Brownell points to Mexico, where soda consumption has declined since the tax was imposed in 2014. (The data from Mexico is considered the most complete so far. The city of Berkeley, California, initiated a hefty soda tax last year, of about 20 percent, but studies looking at its effects are still underway.)
“I was worried it wouldn’t be enough to change consumption,” says Brownell, referring to Mexico’s 10 percent levy. “But they found not only a decrease in soda consumption, but an increase in water consumption, so that was very positive.”
Not everyone agrees that the data from Mexico is so rosy. Tom Sanders, nutrition professor emeritus at King’s College London notes in New Scientist that, as health advocates looked toward Mexico for evidence of success, consumption of taxed sodas dropped by only 12 milliliters, per person, per day. Among poor people, the drop was greater—35 milliliters per day—but that only represents 16 calories.

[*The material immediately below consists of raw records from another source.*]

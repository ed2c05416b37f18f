//! Baseline flow table installed on every switch.
//!
//! Each FEATURES_REPLY gets, in order: drop everything at the lowest
//! priority, send TCP, UDP and ICMP to the controller one step above, and
//! then every permanent entry a mode driver registered.
//!
//! A PACKET_IN that no driver claims a flow for gets a short-lived exact
//! drop entry, so the switch stops asking about the same traffic.

use coin_openflow::{FlowModCommand, OfpMatch, PacketIn};
use tracing::{debug, warn};

use crate::connection::ConnectionRegistry;
use crate::error::Result;
use crate::event::{EventKind, SessionId};
use crate::flows::{FlowAction, FlowEntry, FlowKind, IpProto, Priority};

#[derive(Debug, Clone)]
pub struct DefaultPolicy {
    baseline: Vec<FlowEntry>,
    permanent: Vec<FlowEntry>,
}

impl Default for DefaultPolicy {
    fn default() -> Self {
        Self::new()
    }
}

impl DefaultPolicy {
    pub const SUBSCRIPTIONS: &'static [EventKind] =
        &[EventKind::FeaturesReceived, EventKind::PacketIn];

    /// Idle timeout of a packet-in drop entry, in seconds.
    pub const DROP_IDLE_TIMEOUT: u16 = 5;

    pub fn new() -> Self {
        let mut baseline = vec![FlowEntry::builder(FlowKind::All, FlowAction::Drop)
            .priority(Priority::Lowest)
            .build()];
        for proto in [IpProto::Tcp, IpProto::Udp, IpProto::Icmp] {
            baseline.push(
                FlowEntry::builder(FlowKind::IpProto(proto), FlowAction::SendToController)
                    .priority(Priority::Lower)
                    .build(),
            );
        }
        Self {
            baseline,
            permanent: Vec::new(),
        }
    }

    /// All entries in installation order.
    pub fn entries(&self) -> impl Iterator<Item = &FlowEntry> {
        self.baseline.iter().chain(self.permanent.iter())
    }

    /// Installs every entry on `session`, returning how many were sent.
    pub fn install(&self, registry: &ConnectionRegistry, session: SessionId) -> Result<usize> {
        let mut sent = 0;
        for entry in self.entries() {
            registry.send_frame(session, entry.render(FlowModCommand::Add, 0)?)?;
            sent += 1;
        }
        debug!(session, entries = sent, "Installed default entries");
        Ok(sent)
    }

    /// Registers an entry for every future switch and pushes it to the
    /// switches already connected.
    pub fn add_permanent(&mut self, entry: FlowEntry, registry: &ConnectionRegistry) -> Result<()> {
        let frame = entry.render(FlowModCommand::Add, 0)?;
        for session in registry.switches() {
            if let Err(e) = registry.send_frame(session.id(), frame.clone()) {
                warn!(session = session.id(), error = %e, "Failed to push permanent entry");
            }
        }
        self.permanent.push(entry);
        Ok(())
    }

    /// The entry dropping the flow `packet` belongs to, releasing the
    /// buffered packet with it. `None` if the frame is not Ethernet.
    pub fn drop_entry(packet: &PacketIn) -> Option<FlowEntry> {
        let ofp_match = OfpMatch::from_packet(packet.in_port, &packet.data)?;
        Some(
            FlowEntry::builder(FlowKind::Exact(ofp_match), FlowAction::Drop)
                .priority(Priority::Base)
                .idle_timeout(Self::DROP_IDLE_TIMEOUT)
                .buffer_id(packet.buffer_id)
                .build(),
        )
    }

    /// Sends the drop entry for `packet` to the switch it came from.
    pub fn drop_flow(
        &self,
        registry: &ConnectionRegistry,
        session: SessionId,
        packet: &PacketIn,
    ) -> Result<bool> {
        let Some(entry) = Self::drop_entry(packet) else {
            debug!(session, len = packet.data.len(), "Packet-in too short to match");
            return Ok(false);
        };
        registry.send_frame(session, entry.render(FlowModCommand::Add, 0)?)?;
        debug!(session, in_port = packet.in_port, buffer_id = packet.buffer_id, "Dropping flow");
        Ok(true)
    }

    pub fn permanent_count(&self) -> usize {
        self.permanent.len()
    }
}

“I think the tax will be more effective at communicating that drinking large amounts of sugar drinks is unhealthy than it will have on deterring consumption on the basis of price,” he explains in an email. “Evidence from other countries indicate the size of the effect of tax on actual intake is small.”

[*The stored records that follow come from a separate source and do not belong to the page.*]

//! Shared key-value state store.
//!
//! Records published here (switch feature snapshots, gateway addresses,
//! per-port IP ranges) are read by other components and processes. There are
//! no transactions: writers overwrite, and readers must tolerate a value that
//! is stale or absent. The NAT probes retry exactly because of this.

use async_trait::async_trait;
use parking_lot::Mutex;
use redis::aio::ConnectionManager;
use redis::AsyncCommands;
use serde::de::DeserializeOwned;
use serde::Serialize;
use serde_json::Value;
use std::collections::HashMap;
use std::net::Ipv4Addr;
use std::sync::Arc;

use crate::error::{CoinCommonError, CoinCommonResult};

/// Key holding the snapshot of the primary switch.
pub const SW_FEATURE_KEY: &str = "COIN_SW_FEATURE_";

/// Key holding the list of sessions with a cached feature snapshot.
pub const DP_FEATURES_SOCK_LIST_KEY: &str = "dp_features_sock_list";

const IP_RANGE_KEY_PREFIX: &str = "COIN_IP_RANGE_";
const GW_KEY_PREFIX: &str = "COIN_GW_";
const GW_MAC_KEY_PREFIX: &str = "COIN_GW_MAC_";
const DP_FEATURES_KEY_PREFIX: &str = "dp_features_";

/// Key of the `(address, netmask)` range behind a datapath port.
pub fn ip_range_key(port_no: u16) -> String {
    format!("{}{}", IP_RANGE_KEY_PREFIX, port_no)
}

/// Key of the gateway address learned for an interface.
pub fn gateway_key(interface: &str) -> String {
    format!("{}{}", GW_KEY_PREFIX, interface.trim().replace(' ', "_"))
}

/// Key of the hardware address learned for a gateway.
pub fn gateway_mac_key(gateway: Ipv4Addr) -> String {
    format!("{}{}", GW_MAC_KEY_PREFIX, gateway.to_string().replace('.', "-"))
}

/// Key of the feature snapshot cached for one switch session.
pub fn dp_features_key(session: &str) -> String {
    format!("{}{}", DP_FEATURES_KEY_PREFIX, session)
}

/// A `get/set/delete` store of JSON values by string key.
#[async_trait]
pub trait StateStore: Send + Sync {
    async fn get(&self, key: &str) -> CoinCommonResult<Option<Value>>;

    async fn set(&self, key: &str, value: Value) -> CoinCommonResult<()>;

    async fn delete(&self, key: &str) -> CoinCommonResult<()>;
}

/// Reads and deserializes a value; absent keys yield `None`.
pub async fn load<T: DeserializeOwned>(
    store: &dyn StateStore,
    key: &str,
) -> CoinCommonResult<Option<T>> {
    match store.get(key).await? {
        None | Some(Value::Null) => Ok(None),
        Some(value) => serde_json::from_value(value)
            .map(Some)
            .map_err(|source| CoinCommonError::Serialization {
                key: key.to_string(),
                source,
            }),
    }
}

/// Serializes and writes a value.
pub async fn save<T: Serialize + ?Sized>(
    store: &dyn StateStore,
    key: &str,
    value: &T,
) -> CoinCommonResult<()> {
    let value = serde_json::to_value(value).map_err(|source| CoinCommonError::Serialization {
        key: key.to_string(),
        source,
    })?;
    store.set(key, value).await
}

/// Process-local store.
#[derive(Debug, Clone, Default)]
pub struct MemoryStore {
    data: Arc<Mutex<HashMap<String, Value>>>,
}

impl MemoryStore {
    pub fn new() -> Self {
        Self::default()
    }

    /// Returns the stored keys, sorted.
    pub fn keys(&self) -> Vec<String> {
        let mut keys: Vec<String> = self.data.lock().keys().cloned().collect();
        keys.sort();
        keys
    }
}

#[async_trait]
impl StateStore for MemoryStore {
    async fn get(&self, key: &str) -> CoinCommonResult<Option<Value>> {
        Ok(self.data.lock().get(key).cloned())
    }

    async fn set(&self, key: &str, value: Value) -> CoinCommonResult<()> {
        self.data.lock().insert(key.to_string(), value);
        Ok(())
    }

    async fn delete(&self, key: &str) -> CoinCommonResult<()> {
        self.data.lock().remove(key);
        Ok(())
    }
}

/// Store backed by a Redis server; values are kept as JSON strings.
#[derive(Clone)]
pub struct RedisStore {
    url: String,
    connection: ConnectionManager,
}

impl std::fmt::Debug for RedisStore {
    fn fmt(&self, f: &mut std::fmt::Formatter<'_>) -> std::fmt::Result {
        f.debug_struct("RedisStore").field("url", &self.url).finish()
    }
}

impl RedisStore {
    /// Connects to the server at `url` (e.g. `redis://127.0.0.1:6379/0`).
    pub async fn connect(url: &str) -> CoinCommonResult<Self> {
        let client = redis::Client::open(url)
            .map_err(|e| CoinCommonError::store("connect", format!("Invalid Redis URL: {}", e)))?;
        let connection = ConnectionManager::new(client)
            .await
            .map_err(|e| CoinCommonError::store("connect", e.to_string()))?;
        tracing::info!(url = %url, "Connected to Redis state store");
        Ok(Self {
            url: url.to_string(),
            connection,
        })
    }
}

#[async_trait]
impl StateStore for RedisStore {
    async fn get(&self, key: &str) -> CoinCommonResult<Option<Value>> {
        let mut conn = self.connection.clone();
        let raw: Option<String> = conn
            .get(key)
            .await
            .map_err(|e| CoinCommonError::store("get", e.to_string()))?;
        raw.map(|s| {
            serde_json::from_str(&s).map_err(|source| CoinCommonError::Serialization {
                key: key.to_string(),
                source,
            })
        })
        .transpose()
    }

    async fn set(&self, key: &str, value: Value) -> CoinCommonResult<()> {
        let mut conn = self.connection.clone();
        let _: () = conn
            .set(key, value.to_string())
            .await
            .map_err(|e| CoinCommonError::store("set", e.to_string()))?;
        Ok(())
    }

    async fn delete(&self, key: &str) -> CoinCommonResult<()> {
        let mut conn = self.connection.clone();
        let _: () = conn
            .del(key)
            .await
            .map_err(|e| CoinCommonError::store("del", e.to_string()))?;
        Ok(())
    }
}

The soda industry, not surprisingly, questions the impact of taxes and has fought heavily against them.
“The UK government’s proposal doesn’t solve rising obesity rates,” says the International Council of Beverages Associations in an emailed statement. “Calories from beverages have been going down at the same time obesity rates are climbing, so singling out one item on the grocery cart such as beverages isn’t logical or helpful.”
Many nutrition advocates are in a wait-and-see mode. “Taxes are too new to know whether they reduce consumption. Preliminary evidence from Mexico suggests they may do so,” says Marion Nestle, a professor of nutrition at New York University and the author of Soda Politics: Taking on Big Soda (and Winning). “It’s still way too early to tell.”
But for now, the momentum behind soda taxes seems to be building.
“Of all the different things that drove down cigarette smoking, the tobacco taxes were most powerful,” Brownell says. “The [soda] industry has fought back viciously. There’s the irony: They say it [taxes] won’t work, but then they fight against it with all they’ve got.”